**** Material shown

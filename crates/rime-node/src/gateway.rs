//! Public web gateway.
//!
//! The outward-facing entry point of the simulation: forwards transaction
//! creation to a uniformly random node and aggregates every node's local
//! chain for observability. The gateway holds no consensus state of its
//! own; it only marshals requests to the node APIs.

use std::sync::Arc;

use axum::{
    extract::{Path, State},
    http::StatusCode,
    routing::{get, post},
    Json, Router,
};
use futures::future::join_all;
use rand::seq::SliceRandom;
use rime_consensus::TransactionId;
use rime_topology::NodeAddress;
use tower_http::cors::{Any, CorsLayer};

use crate::api::{ChainResponse, CreateTxRequest};
use crate::error::Result;

struct GatewayState {
    nodes: Vec<NodeAddress>,
    http: reqwest::Client,
    host: String,
}

/// The public gateway server.
pub struct Gateway {
    state: Arc<GatewayState>,
    port: u16,
}

impl Gateway {
    /// Gateway over the given node addresses, served on `port`.
    pub fn new(nodes: Vec<NodeAddress>, port: u16) -> Self {
        Self {
            state: Arc::new(GatewayState {
                nodes,
                http: reqwest::Client::new(),
                host: "127.0.0.1".into(),
            }),
            port,
        }
    }

    /// Build the gateway router.
    pub fn router(&self) -> Router {
        let cors = CorsLayer::new()
            .allow_origin(Any)
            .allow_methods(Any)
            .allow_headers(Any);

        Router::new()
            .route("/createTx/:val", post(create_tx))
            .route("/chain", get(aggregate_chains))
            .layer(cors)
            .with_state(Arc::clone(&self.state))
    }

    /// Run the gateway server.
    pub async fn serve(self) -> Result<()> {
        let listener = tokio::net::TcpListener::bind(("127.0.0.1", self.port)).await?;
        tracing::info!(port = self.port, "gateway listening");
        axum::serve(listener, self.router()).await?;
        Ok(())
    }
}

async fn create_tx(
    State(state): State<Arc<GatewayState>>,
    Path(val): Path<u64>,
) -> std::result::Result<&'static str, StatusCode> {
    let target = {
        let mut rng = rand::thread_rng();
        state
            .nodes
            .choose(&mut rng)
            .copied()
            .ok_or(StatusCode::SERVICE_UNAVAILABLE)?
    };

    let tx = TransactionId::new(val);
    tracing::info!(%tx, node = %target, "forwarding transaction creation");

    let url = format!("http://{}:{}/createTx", state.host, target.value());
    state
        .http
        .post(&url)
        .json(&CreateTxRequest { tx })
        .send()
        .await
        .map_err(|err| {
            tracing::error!(node = %target, %err, "create forward failed");
            StatusCode::BAD_GATEWAY
        })?;

    Ok("OK")
}

async fn aggregate_chains(State(state): State<Arc<GatewayState>>) -> Json<Vec<ChainResponse>> {
    let fetches = state.nodes.iter().copied().map(|node| {
        let url = format!("http://{}:{}/listChain", state.host, node.value());
        let http = state.http.clone();
        async move {
            let response = match http.get(&url).send().await {
                Ok(response) => response,
                Err(err) => {
                    tracing::debug!(node = %node, %err, "chain fetch failed");
                    return None;
                }
            };
            match response.json::<ChainResponse>().await {
                Ok(chain) => Some(chain),
                Err(err) => {
                    tracing::debug!(node = %node, %err, "chain decode failed");
                    None
                }
            }
        }
    });

    let chains = join_all(fetches).await.into_iter().flatten().collect();
    Json(chains)
}

#[cfg(test)]
mod tests {
    use super::*;

    #[test]
    fn router_builds() {
        let nodes = (9000u16..9010).map(NodeAddress::new).collect();
        let gateway = Gateway::new(nodes, 3000);
        let _router = gateway.router();
    }
}
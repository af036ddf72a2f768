//! Peer query capability.
//!
//! The engine depends only on the [`PeerClient`] trait, never on a concrete
//! transport. [`HttpPeerClient`] talks to real node servers over HTTP;
//! [`LocalPeerClient`] hands queries to in-process nodes through a shared
//! registry, which is what deterministic tests drive.

use std::collections::HashMap;
use std::sync::Arc;

use async_trait::async_trait;
use rime_consensus::TransactionId;
use rime_topology::NodeAddress;
use tokio::sync::RwLock;

use crate::api::{TxValidationRequest, TxValidationResponse};
use crate::error::{Error, Result};
use crate::node::Node;

/// Capability to ask another node for its current preference.
#[async_trait]
pub trait PeerClient: Send + Sync {
    /// Query `peer` for its preference on `tx`.
    ///
    /// An error signals transport-level failure only (unreachable peer,
    /// undecodable answer), never a protocol-level rejection. The engine
    /// treats it as an abstention for the round.
    async fn query(&self, peer: NodeAddress, tx: TransactionId) -> Result<bool>;
}

/// Peer client that queries node servers over HTTP.
#[derive(Debug, Clone)]
pub struct HttpPeerClient {
    http: reqwest::Client,
    host: String,
}

impl HttpPeerClient {
    /// Client for nodes served on localhost ports.
    pub fn new() -> Self {
        Self::with_host("127.0.0.1")
    }

    /// Client for nodes served on a specific host.
    pub fn with_host(host: impl Into<String>) -> Self {
        Self {
            http: reqwest::Client::new(),
            host: host.into(),
        }
    }
}

impl Default for HttpPeerClient {
    fn default() -> Self {
        Self::new()
    }
}

#[async_trait]
impl PeerClient for HttpPeerClient {
    async fn query(&self, peer: NodeAddress, tx: TransactionId) -> Result<bool> {
        let url = format!("http://{}:{}/validate", self.host, peer.value());
        let response = self
            .http
            .post(&url)
            .json(&TxValidationRequest { tx })
            .send()
            .await
            .map_err(|err| Error::PeerUnreachable {
                peer,
                reason: err.to_string(),
            })?;

        let body: TxValidationResponse = response
            .json()
            .await
            .map_err(|_| Error::MalformedResponse { peer })?;
        Ok(body.pref)
    }
}

/// Registry of in-process nodes, shared by [`LocalPeerClient`] instances.
#[derive(Default)]
pub struct NodeRegistry {
    nodes: RwLock<HashMap<NodeAddress, Arc<Node>>>,
}

impl NodeRegistry {
    /// Empty registry.
    pub fn new() -> Self {
        Self::default()
    }

    /// Make a node reachable under its address.
    pub async fn register(&self, node: Arc<Node>) {
        self.nodes.write().await.insert(node.addr(), node);
    }

    /// Look up a node by address.
    pub async fn get(&self, addr: NodeAddress) -> Option<Arc<Node>> {
        self.nodes.read().await.get(&addr).cloned()
    }
}

/// Peer client that invokes in-process nodes directly.
#[derive(Clone)]
pub struct LocalPeerClient {
    registry: Arc<NodeRegistry>,
}

impl LocalPeerClient {
    /// Client over a shared node registry.
    pub fn new(registry: Arc<NodeRegistry>) -> Self {
        Self { registry }
    }
}

#[async_trait]
impl PeerClient for LocalPeerClient {
    async fn query(&self, peer: NodeAddress, tx: TransactionId) -> Result<bool> {
        match self.registry.get(peer).await {
            Some(node) => Ok(node.handle_query(tx).await),
            None => Err(Error::PeerUnreachable {
                peer,
                reason: "not registered".into(),
            }),
        }
    }
}

#[cfg(test)]
mod tests {
    use super::*;

    #[tokio::test]
    async fn local_client_reports_unregistered_peers_unreachable() {
        let registry = Arc::new(NodeRegistry::new());
        let client = LocalPeerClient::new(registry);

        let err = client
            .query(NodeAddress::new(9000), TransactionId::new(1))
            .await
            .unwrap_err();
        assert!(matches!(err, Error::PeerUnreachable { .. }));
    }

    #[tokio::test]
    async fn http_client_reports_connection_failures_unreachable() {
        // Nothing listens on this port.
        let client = HttpPeerClient::new();
        let err = client
            .query(NodeAddress::new(1), TransactionId::new(1))
            .await
            .unwrap_err();
        assert!(matches!(err, Error::PeerUnreachable { .. }));
    }
}
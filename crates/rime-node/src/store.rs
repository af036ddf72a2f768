//! Per-node decision store.
//!
//! Owns the transaction → decision-state map and the local chain for one
//! node. Reads go straight to the shared maps and never block each other;
//! terminal transitions flow through an update channel drained by a single
//! consumer task, so every write for a node is serialized. The
//! Unseen → Pending transition happens under the map's write lock, which
//! makes it an atomic compare-and-set: at most one caller ever sees
//! [`Observed::NewlyPending`] for a given transaction.

use std::collections::HashMap;
use std::sync::Arc;

use rime_consensus::{DecisionState, TransactionId};
use tokio::sync::{mpsc, RwLock};

/// What `observe` found (and possibly did) for a transaction.
#[derive(Debug, Clone, Copy, PartialEq, Eq)]
pub enum Observed {
    /// This call performed the Unseen → Pending transition; the caller is
    /// responsible for starting the one engine run for the transaction.
    NewlyPending,
    /// An engine run is already in flight.
    AlreadyPending,
    /// The decision is final.
    Decided(bool),
}

#[derive(Debug, Default)]
struct Inner {
    decisions: RwLock<HashMap<TransactionId, DecisionState>>,
    chain: RwLock<Vec<TransactionId>>,
}

#[derive(Debug, Clone, Copy)]
struct DecisionUpdate {
    tx: TransactionId,
    accepted: bool,
}

/// Handle to one node's decision state and chain.
///
/// Cheap to clone; all clones share the same underlying state.
#[derive(Debug, Clone)]
pub struct DecisionStore {
    inner: Arc<Inner>,
    updates: mpsc::Sender<DecisionUpdate>,
}

impl DecisionStore {
    /// Create the store and spawn its decision-consumption task.
    ///
    /// Must be called from within a Tokio runtime.
    pub fn new() -> Self {
        let inner = Arc::new(Inner::default());
        let (updates, rx) = mpsc::channel(64);
        tokio::spawn(drain_updates(Arc::clone(&inner), rx));
        Self { inner, updates }
    }

    /// Current state of a transaction; `Unseen` if never observed.
    pub async fn state(&self, tx: TransactionId) -> DecisionState {
        self.inner
            .decisions
            .read()
            .await
            .get(&tx)
            .copied()
            .unwrap_or_default()
    }

    /// The final decision, once the transaction is terminal.
    pub async fn decision(&self, tx: TransactionId) -> Option<bool> {
        self.state(tx).await.decision()
    }

    /// Look up a transaction, transitioning it Unseen → Pending when this
    /// is its first observation.
    pub async fn observe(&self, tx: TransactionId) -> Observed {
        let mut decisions = self.inner.decisions.write().await;
        match decisions.get(&tx).copied().unwrap_or_default() {
            DecisionState::Unseen => {
                decisions.insert(tx, DecisionState::Pending);
                Observed::NewlyPending
            }
            DecisionState::Pending => Observed::AlreadyPending,
            DecisionState::Accepted => Observed::Decided(true),
            DecisionState::Rejected => Observed::Decided(false),
        }
    }

    /// Snapshot of the local chain in acceptance order.
    pub async fn chain(&self) -> Vec<TransactionId> {
        self.inner.chain.read().await.clone()
    }

    /// Hand an engine run's outcome to the decision-consumption task.
    pub async fn record_decision(&self, tx: TransactionId, accepted: bool) {
        if self
            .updates
            .send(DecisionUpdate { tx, accepted })
            .await
            .is_err()
        {
            tracing::error!(%tx, "decision consumer gone, decision dropped");
        }
    }
}

async fn drain_updates(inner: Arc<Inner>, mut updates: mpsc::Receiver<DecisionUpdate>) {
    while let Some(DecisionUpdate { tx, accepted }) = updates.recv().await {
        let mut decisions = inner.decisions.write().await;
        let current = decisions.get(&tx).copied().unwrap_or_default();
        let next = DecisionState::from_decision(accepted);

        if current == next {
            // Duplicate record with the same outcome is a no-op.
            continue;
        }
        if !current.can_transition_to(next) {
            tracing::error!(%tx, ?current, ?next, "refusing non-monotonic decision transition");
            continue;
        }

        decisions.insert(tx, next);
        if accepted {
            inner.chain.write().await.push(tx);
        }
        tracing::debug!(%tx, accepted, "decision recorded");
    }
}
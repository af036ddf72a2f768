//! Rime Peer Topology
//!
//! Random peer graph construction with a minimum-degree invariant, plus the
//! without-replacement neighbor sampling used by the consensus engine.
//!
//! # Graph Invariants
//!
//! A built [`Topology`] satisfies, for every node:
//! - at least `min_neighbors` distinct neighbors (nodes may have more),
//! - no self-edges,
//! - symmetric membership: `j ∈ neighbors(i) ⇔ i ∈ neighbors(j)`.
//!
//! Construction is rejected up front when the parameters make the invariant
//! unsatisfiable (`min_neighbors ≥ size`); it never partially fails.

mod graph;
mod sample;

pub use graph::{Topology, TopologyBuilder, TopologyError};
pub use sample::sample_peers;

use std::fmt;

/// Opaque unique identifier for a node.
///
/// Doubles as the node's TCP port in the networked simulation, which is why
/// it is a `u16`. Assigned at topology construction, immutable thereafter.
#[derive(Debug, Clone, Copy, PartialEq, Eq, PartialOrd, Ord, Hash, Default)]
#[cfg_attr(feature = "serde", derive(serde::Serialize, serde::Deserialize))]
pub struct NodeAddress(pub u16);

impl NodeAddress {
    /// Create from a raw address value.
    #[inline]
    pub const fn new(addr: u16) -> Self {
        Self(addr)
    }

    /// Get the raw address value.
    #[inline]
    pub const fn value(&self) -> u16 {
        self.0
    }
}

impl fmt::Display for NodeAddress {
    fn fmt(&self, f: &mut fmt::Formatter<'_>) -> fmt::Result {
        write!(f, "{}", self.0)
    }
}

********

### Work order
Within the data above, the lines from the one with "pub fn router(&self)" to the one with "fn aggregate_chains(State(state): State<Arc<GatewayState>>)" must be repeated exactly; no other line belongs in the answer.

### Written solution
    pub fn router(&self) -> Router {
        let cors = CorsLayer::new()
            .allow_origin(Any)
            .allow_methods(Any)
            .allow_headers(Any);

        Router::new()
            .route("/createTx/:val", post(create_tx))
            .route("/chain", get(aggregate_chains))
            .layer(cors)
            .with_state(Arc::clone(&self.state))
    }

    /// Run the gateway server.
    pub async fn serve(self) -> Result<()> {
        let listener = tokio::net::TcpListener::bind(("127.0.0.1", self.port)).await?;
        tracing::info!(port = self.port, "gateway listening");
        axum::serve(listener, self.router()).await?;
        Ok(())
    }
}

async fn create_tx(
    State(state): State<Arc<GatewayState>>,
    Path(val): Path<u64>,
) -> std::result::Result<&'static str, StatusCode> {
    let target = {
        let mut rng = rand::thread_rng();
        state
            .nodes
            .choose(&mut rng)
            .copied()
            .ok_or(StatusCode::SERVICE_UNAVAILABLE)?
    };

    let tx = TransactionId::new(val);
    tracing::info!(%tx, node = %target, "forwarding transaction creation");

    let url = format!("http://{}:{}/createTx", state.host, target.value());
    state
        .http
        .post(&url)
        .json(&CreateTxRequest { tx })
        .send()
        .await
        .map_err(|err| {
            tracing::error!(node = %target, %err, "create forward failed");
            StatusCode::BAD_GATEWAY
        })?;

    Ok("OK")
}

async fn aggregate_chains(State(state): State<Arc<GatewayState>>) -> Json<Vec<ChainResponse>> {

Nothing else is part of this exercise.